There a few of photos that they asked me to "warm up" and the colors were washed out. I am working on a calibrated Apple cinema display. When I look at the shots, they appear to be fairly rich in color and don't seem to be "washed out". The only thing I could see being washed out is the windows. The client is probably looking at the photos on an old monitor that is not calibrated. I do want some other opinions in case I am looking at my own photos through rosy glasses.

There are also a couple of shots that were shot on a cloudy day. Our shooting schedule was very tight and there was not an option to go back and shoot on a sunny day. The client would like me to make the skies blue. I personally disagree with this but he's writing the check. I have attempted to switch the sky but my efforts are crude. The biggest problem I run into is the bare branches of the trees. If anyone would like to give a stab at it, PM me and I will happily send you the high res files and a blue sky file. If you can make happen, I'll pay you for the work and probably send you more work in the future.

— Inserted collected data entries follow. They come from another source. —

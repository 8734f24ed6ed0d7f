//! Evacuation: moving a reachable object out of the from-space and redirecting the reference.

use super::{ScavengeContext, ScavengeMode};
use crate::object::closure::{self, StackChunk};
use crate::object::{ClosureKind, InfoTable};
use crate::storage::{Block, BlockFlags};
use crate::util::object_forwarding::{self, HeaderState};
use crate::util::{Address, ObjectReference};

impl<'c, M: ScavengeMode> ScavengeContext<'c, M> {
    /// Evacuate the object referenced from `slot` and update the slot.
    pub fn evacuate(&mut self, slot: Address) {
        let object = closure::read_ref(slot);
        let new_object = self.evacuate_object(object);
        if new_object != object {
            closure::write_ref(slot, new_object);
        }
    }

    /// Evacuate a root held outside the heap.
    pub fn evacuate_root(&mut self, root: &mut ObjectReference) {
        *root = self.evacuate_object(*root);
    }

    /// Make sure `object` survives the collection and return where it lives now.
    ///
    /// Objects outside the collected generations stay put. Objects of a collected generation
    /// are copied once into their destination generation (or `evac_gen`, if that is older and
    /// eager promotion is on). Large objects are relinked rather than copied. Indirections are
    /// short-circuited. Whenever the result ends up younger than `evac_gen`, `failed_to_evac`
    /// is set.
    pub fn evacuate_object(&mut self, mut object: ObjectReference) -> ObjectReference {
        loop {
            if object.is_null() {
                return object;
            }
            let block = Block::containing(object);
            let flags = block.flags();
            if flags.contains(BlockFlags::STATIC) {
                if self.cycle.is_major() {
                    self.keep_static_alive(object);
                }
                return object;
            }
            if flags.contains(BlockFlags::EVACUATED) || block.gen_no() > self.cycle.collect_gen() {
                self.note_generation(block.gen_no());
                return object;
            }
            if flags.contains(BlockFlags::LARGE) {
                self.evacuate_large(object, block);
                return object;
            }

            let header = object_forwarding::load_header(object);
            match HeaderState::decode(header) {
                HeaderState::Forwarded(new_object) => {
                    self.note_generation(Block::containing(new_object).gen_no());
                    return new_object;
                }
                HeaderState::BeingForwarded => {
                    let new_object = object_forwarding::spin_and_get_forwarded_object(object);
                    self.note_generation(Block::containing(new_object).gen_no());
                    return new_object;
                }
                HeaderState::Info(word) => {
                    let info = InfoTable::from_header(word);
                    match info.kind() {
                        ClosureKind::Ind => {
                            object = closure::read_ref(closure::field(object, closure::IND_INDIRECTEE));
                        }
                        kind if kind.is_frame() || kind.is_static() => fatal!(
                            "evacuate: object {} of kind {} found in heap block {:?}",
                            object,
                            kind.name(),
                            block
                        ),
                        _ => return self.copy(object, header, info, block),
                    }
                }
            }
        }
    }

    /// Does `object` need no evacuation (any more) in this collection?
    ///
    /// True for null and static references, objects outside the collected generations or in
    /// to-space, claimed large objects, and objects that have been (or are being) forwarded.
    pub fn is_evacuated(&self, object: ObjectReference) -> bool {
        if object.is_null() {
            return true;
        }
        let block = Block::containing(object);
        let flags = block.flags();
        if flags.intersects(BlockFlags::STATIC | BlockFlags::EVACUATED) || block.gen_no() > self.cycle.collect_gen() {
            return true;
        }
        !flags.contains(BlockFlags::LARGE) && object_forwarding::is_forwarded_or_being_forwarded(object)
    }

    /// The generation a survivor of `block` goes to, honouring `evac_gen`.
    fn target_generation(&mut self, block: Block) -> usize {
        let gen = block.dest_no();
        if gen < self.evac_gen {
            if self.eager_promotion {
                return self.evac_gen;
            }
            self.failed_to_evac = true;
        }
        gen
    }

    fn copy(
        &mut self,
        object: ObjectReference,
        header: usize,
        info: &'static InfoTable,
        block: Block,
    ) -> ObjectReference {
        if M::PARALLEL {
            if let Err(observed) = object_forwarding::attempt_to_forward(object, header) {
                let new_object = match HeaderState::decode(observed) {
                    HeaderState::Forwarded(new_object) => new_object,
                    HeaderState::BeingForwarded => {
                        object_forwarding::spin_and_get_forwarded_object(object)
                    }
                    HeaderState::Info(word) => fatal!(
                        "Header of {} changed from {:#x} to {:#x} during evacuation",
                        object,
                        header,
                        word
                    ),
                };
                self.note_generation(Block::containing(new_object).gen_no());
                return new_object;
            }
        }

        let size = closure::closure_size(object, info);
        let gen = self.target_generation(block);
        let to = self.alloc_for_copy(gen, size);
        unsafe {
            std::ptr::copy_nonoverlapping(
                object.to_raw_address().to_ptr::<usize>(),
                to.to_mut_ptr::<usize>(),
                size,
            );
        }
        let new_object = ObjectReference::from_raw_address(to);
        if M::PARALLEL {
            // The copy picked up the claim marker from the from-space header.
            object_forwarding::store_header(new_object, header);
        }
        if info.kind() == ClosureKind::Stack {
            StackChunk::new(new_object).relocate_sp(StackChunk::new(object));
        }
        object_forwarding::forward_object(object, new_object);
        self.stats.objects_copied += 1;
        self.stats.words_copied += size;
        new_object
    }

    /// Large objects stay where they are: the group is claimed, moved to its target generation
    /// and queued for scanning.
    fn evacuate_large(&mut self, object: ObjectReference, block: Block) {
        if block.set_flag(BlockFlags::EVACUATED) {
            // Another worker claimed it first.
            self.note_generation(block.gen_no());
            return;
        }
        let gen = self.target_generation(block);
        block.set_gen_no(gen);
        block.set_dest_no(self.heap.generation(gen).to());
        trace!("evacuate_large({}) into generation {}", object, gen);
        self.workspaces[gen].todo_large.push(block);
        self.stats.large_objects_promoted += 1;
    }

    /// Bump-allocate `words` words in this worker's to-space for generation `gen`.
    fn alloc_for_copy(&mut self, gen: usize, words: usize) -> Address {
        if let Some(addr) = self.workspaces[gen].todo_block.and_then(|b| b.alloc(words)) {
            return addr;
        }
        self.retire_todo_block(gen);
        let block = self.heap.alloc_to_space_block(gen);
        self.workspaces[gen].todo_block = Some(block);
        match block.alloc(words) {
            Some(addr) => addr,
            None => fatal!("Object of {} words does not fit a to-space block", words),
        }
    }

    /// The todo block of `gen` is full. Hand it on to whoever must scan the rest of it.
    fn retire_todo_block(&mut self, gen: usize) {
        let Some(block) = self.workspaces[gen].todo_block.take() else {
            return;
        };
        // A block the scan loop is walking is disposed of by the scan loop.
        if self.scan_block == Some(block) {
            return;
        }
        if block.is_scanned() {
            self.workspaces[gen].scavenged.push(block);
        } else if M::PARALLEL && self.heap.options().work_stealing {
            self.cycle.todo.push(gen, block);
        } else {
            self.workspaces[gen].todo_q.push(block);
        }
    }
}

Below is a link to a gallery of 5 photos. There is also a list of instructions from the client for each photo.

http://www.chrisgilesphoto.com/Retou...ery/index.html

93 Crescent Kitchen-Family: All whites make it looked too washed out, warm up

495 Greenleaf Master Bath: washed out colors – warm up / cover up TV above tub

495 Greenleaf Living: washed out colors – warm up

945 Eastwood Front: Need blue sky

684 Bluff Exterior Front 2: Need bluer sky (not conflicting with color of home)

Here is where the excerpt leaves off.